*Work to complete*.
Your answer should be one number, the count of lines in the entries holding the word "current".

*Data listing*.
****
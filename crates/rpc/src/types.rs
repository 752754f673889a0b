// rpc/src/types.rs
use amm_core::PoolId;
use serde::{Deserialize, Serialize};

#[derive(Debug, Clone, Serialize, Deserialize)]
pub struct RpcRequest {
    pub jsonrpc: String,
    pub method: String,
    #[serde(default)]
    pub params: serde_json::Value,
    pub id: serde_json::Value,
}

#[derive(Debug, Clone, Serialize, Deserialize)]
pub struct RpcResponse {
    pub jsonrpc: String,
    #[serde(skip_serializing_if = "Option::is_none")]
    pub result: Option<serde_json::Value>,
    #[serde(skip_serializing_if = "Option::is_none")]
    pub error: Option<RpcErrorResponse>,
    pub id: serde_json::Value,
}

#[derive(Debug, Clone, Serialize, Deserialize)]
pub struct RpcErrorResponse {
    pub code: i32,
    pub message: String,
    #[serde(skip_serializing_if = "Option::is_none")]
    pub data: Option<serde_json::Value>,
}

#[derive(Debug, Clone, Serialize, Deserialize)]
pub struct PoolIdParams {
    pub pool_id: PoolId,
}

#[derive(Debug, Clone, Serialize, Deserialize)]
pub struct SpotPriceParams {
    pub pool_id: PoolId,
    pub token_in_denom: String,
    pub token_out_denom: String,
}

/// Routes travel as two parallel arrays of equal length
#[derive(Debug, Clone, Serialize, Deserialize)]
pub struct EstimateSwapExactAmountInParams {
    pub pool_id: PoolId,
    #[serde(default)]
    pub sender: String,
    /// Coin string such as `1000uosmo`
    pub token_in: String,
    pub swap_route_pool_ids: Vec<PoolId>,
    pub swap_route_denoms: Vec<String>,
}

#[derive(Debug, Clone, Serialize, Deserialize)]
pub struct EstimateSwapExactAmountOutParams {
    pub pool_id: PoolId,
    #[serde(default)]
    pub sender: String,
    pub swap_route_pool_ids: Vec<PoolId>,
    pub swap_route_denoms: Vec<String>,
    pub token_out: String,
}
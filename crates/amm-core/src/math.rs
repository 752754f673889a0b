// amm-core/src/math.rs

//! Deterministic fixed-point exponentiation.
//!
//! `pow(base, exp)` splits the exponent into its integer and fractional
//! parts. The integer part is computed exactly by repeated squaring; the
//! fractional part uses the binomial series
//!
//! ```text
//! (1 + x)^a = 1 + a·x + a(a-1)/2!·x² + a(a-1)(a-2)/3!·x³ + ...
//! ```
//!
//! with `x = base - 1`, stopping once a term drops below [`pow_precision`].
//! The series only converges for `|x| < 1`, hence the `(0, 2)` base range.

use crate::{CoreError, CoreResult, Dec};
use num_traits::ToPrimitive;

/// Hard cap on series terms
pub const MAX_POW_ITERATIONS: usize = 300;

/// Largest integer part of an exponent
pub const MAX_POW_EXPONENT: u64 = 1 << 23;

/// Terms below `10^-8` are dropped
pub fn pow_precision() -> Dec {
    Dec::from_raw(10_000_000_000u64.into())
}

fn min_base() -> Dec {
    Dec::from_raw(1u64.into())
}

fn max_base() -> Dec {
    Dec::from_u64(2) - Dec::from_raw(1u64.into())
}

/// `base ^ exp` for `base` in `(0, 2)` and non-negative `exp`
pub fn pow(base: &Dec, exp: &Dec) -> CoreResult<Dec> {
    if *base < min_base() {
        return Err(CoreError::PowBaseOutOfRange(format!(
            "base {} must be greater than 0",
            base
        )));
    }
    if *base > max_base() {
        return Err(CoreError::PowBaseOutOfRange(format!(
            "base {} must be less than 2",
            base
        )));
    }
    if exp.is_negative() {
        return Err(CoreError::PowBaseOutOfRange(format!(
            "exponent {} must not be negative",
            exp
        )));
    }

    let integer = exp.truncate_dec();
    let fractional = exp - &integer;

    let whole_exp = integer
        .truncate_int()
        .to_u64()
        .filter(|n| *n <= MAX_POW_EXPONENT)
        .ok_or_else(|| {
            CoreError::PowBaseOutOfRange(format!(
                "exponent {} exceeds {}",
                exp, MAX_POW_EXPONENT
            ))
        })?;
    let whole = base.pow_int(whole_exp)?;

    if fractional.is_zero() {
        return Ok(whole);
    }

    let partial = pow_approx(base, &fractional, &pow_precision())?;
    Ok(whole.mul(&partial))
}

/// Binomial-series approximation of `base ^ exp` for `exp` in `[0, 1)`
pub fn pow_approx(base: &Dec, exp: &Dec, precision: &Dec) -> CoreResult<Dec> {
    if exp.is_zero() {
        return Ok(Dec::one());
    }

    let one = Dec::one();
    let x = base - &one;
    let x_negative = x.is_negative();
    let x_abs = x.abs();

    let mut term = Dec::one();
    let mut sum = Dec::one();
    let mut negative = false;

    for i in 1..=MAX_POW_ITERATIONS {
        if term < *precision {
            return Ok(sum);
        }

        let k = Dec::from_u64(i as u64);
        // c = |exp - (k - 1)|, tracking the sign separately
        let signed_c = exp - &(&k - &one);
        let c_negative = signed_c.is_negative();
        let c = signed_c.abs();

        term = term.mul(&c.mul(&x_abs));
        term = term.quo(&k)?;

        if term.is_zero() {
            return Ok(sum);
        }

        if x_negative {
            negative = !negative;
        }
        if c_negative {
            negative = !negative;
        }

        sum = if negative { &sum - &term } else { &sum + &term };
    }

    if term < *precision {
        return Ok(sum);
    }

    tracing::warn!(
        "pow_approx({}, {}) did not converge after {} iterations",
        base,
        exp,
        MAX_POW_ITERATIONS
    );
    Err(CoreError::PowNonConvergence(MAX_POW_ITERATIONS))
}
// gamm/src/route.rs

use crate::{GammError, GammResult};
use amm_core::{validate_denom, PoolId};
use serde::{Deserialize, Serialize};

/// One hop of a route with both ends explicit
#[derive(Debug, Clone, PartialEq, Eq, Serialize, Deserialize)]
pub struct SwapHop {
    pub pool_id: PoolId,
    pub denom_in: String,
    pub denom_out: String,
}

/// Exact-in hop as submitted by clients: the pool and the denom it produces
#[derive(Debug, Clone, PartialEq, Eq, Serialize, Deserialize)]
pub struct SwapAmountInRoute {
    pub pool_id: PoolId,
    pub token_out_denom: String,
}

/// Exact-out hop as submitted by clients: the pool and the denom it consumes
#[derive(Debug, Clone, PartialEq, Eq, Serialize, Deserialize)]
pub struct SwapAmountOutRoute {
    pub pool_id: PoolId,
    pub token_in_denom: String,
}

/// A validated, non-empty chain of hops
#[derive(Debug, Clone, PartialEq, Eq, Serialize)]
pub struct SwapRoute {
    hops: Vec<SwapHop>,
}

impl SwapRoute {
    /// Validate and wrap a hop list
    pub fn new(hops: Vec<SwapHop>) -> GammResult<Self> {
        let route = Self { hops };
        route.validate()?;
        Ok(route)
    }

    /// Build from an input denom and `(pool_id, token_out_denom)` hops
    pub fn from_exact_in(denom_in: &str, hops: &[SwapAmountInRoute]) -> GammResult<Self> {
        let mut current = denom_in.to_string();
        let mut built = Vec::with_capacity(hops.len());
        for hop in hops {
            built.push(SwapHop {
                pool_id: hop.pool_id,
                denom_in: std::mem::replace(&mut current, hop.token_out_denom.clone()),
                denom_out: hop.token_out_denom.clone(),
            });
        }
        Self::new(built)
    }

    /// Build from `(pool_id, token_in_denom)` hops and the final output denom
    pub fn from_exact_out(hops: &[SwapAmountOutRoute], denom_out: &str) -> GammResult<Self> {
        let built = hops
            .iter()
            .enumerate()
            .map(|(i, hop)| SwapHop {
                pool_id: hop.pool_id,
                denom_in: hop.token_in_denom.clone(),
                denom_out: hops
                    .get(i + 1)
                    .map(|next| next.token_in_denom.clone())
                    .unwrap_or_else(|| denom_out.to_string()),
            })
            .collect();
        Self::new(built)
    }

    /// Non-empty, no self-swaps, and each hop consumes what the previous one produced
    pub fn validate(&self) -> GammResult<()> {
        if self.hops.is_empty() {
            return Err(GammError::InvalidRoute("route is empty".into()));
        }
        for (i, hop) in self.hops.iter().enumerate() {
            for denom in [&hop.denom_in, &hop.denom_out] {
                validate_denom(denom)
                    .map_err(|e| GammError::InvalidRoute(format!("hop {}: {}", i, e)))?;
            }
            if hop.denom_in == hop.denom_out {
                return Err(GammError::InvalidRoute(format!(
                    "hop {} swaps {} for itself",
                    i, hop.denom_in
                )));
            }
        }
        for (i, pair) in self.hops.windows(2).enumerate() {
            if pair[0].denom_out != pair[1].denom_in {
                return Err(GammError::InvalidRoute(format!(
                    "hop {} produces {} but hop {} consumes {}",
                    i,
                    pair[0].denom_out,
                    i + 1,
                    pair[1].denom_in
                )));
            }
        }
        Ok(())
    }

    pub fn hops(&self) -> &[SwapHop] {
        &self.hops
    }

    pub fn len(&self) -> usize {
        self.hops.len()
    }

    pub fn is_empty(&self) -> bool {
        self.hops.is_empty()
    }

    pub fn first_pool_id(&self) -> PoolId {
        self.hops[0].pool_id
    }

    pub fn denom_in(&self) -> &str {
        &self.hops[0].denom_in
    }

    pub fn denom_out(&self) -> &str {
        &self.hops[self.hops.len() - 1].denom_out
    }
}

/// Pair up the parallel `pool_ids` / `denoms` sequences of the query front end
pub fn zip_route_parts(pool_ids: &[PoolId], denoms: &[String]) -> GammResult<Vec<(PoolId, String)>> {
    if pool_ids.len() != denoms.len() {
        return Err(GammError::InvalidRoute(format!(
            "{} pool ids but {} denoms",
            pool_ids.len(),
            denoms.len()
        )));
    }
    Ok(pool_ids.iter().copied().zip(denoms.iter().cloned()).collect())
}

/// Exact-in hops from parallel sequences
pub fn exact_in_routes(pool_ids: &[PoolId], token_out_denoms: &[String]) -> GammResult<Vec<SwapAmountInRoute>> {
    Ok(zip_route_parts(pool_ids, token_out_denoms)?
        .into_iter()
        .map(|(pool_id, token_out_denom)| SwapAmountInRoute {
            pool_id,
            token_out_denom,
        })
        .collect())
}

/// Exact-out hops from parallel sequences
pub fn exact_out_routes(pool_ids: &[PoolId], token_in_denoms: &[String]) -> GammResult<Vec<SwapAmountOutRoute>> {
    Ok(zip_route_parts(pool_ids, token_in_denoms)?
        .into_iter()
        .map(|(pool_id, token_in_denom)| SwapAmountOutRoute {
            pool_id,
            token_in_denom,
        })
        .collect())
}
****
*Solution for this exercise*.
2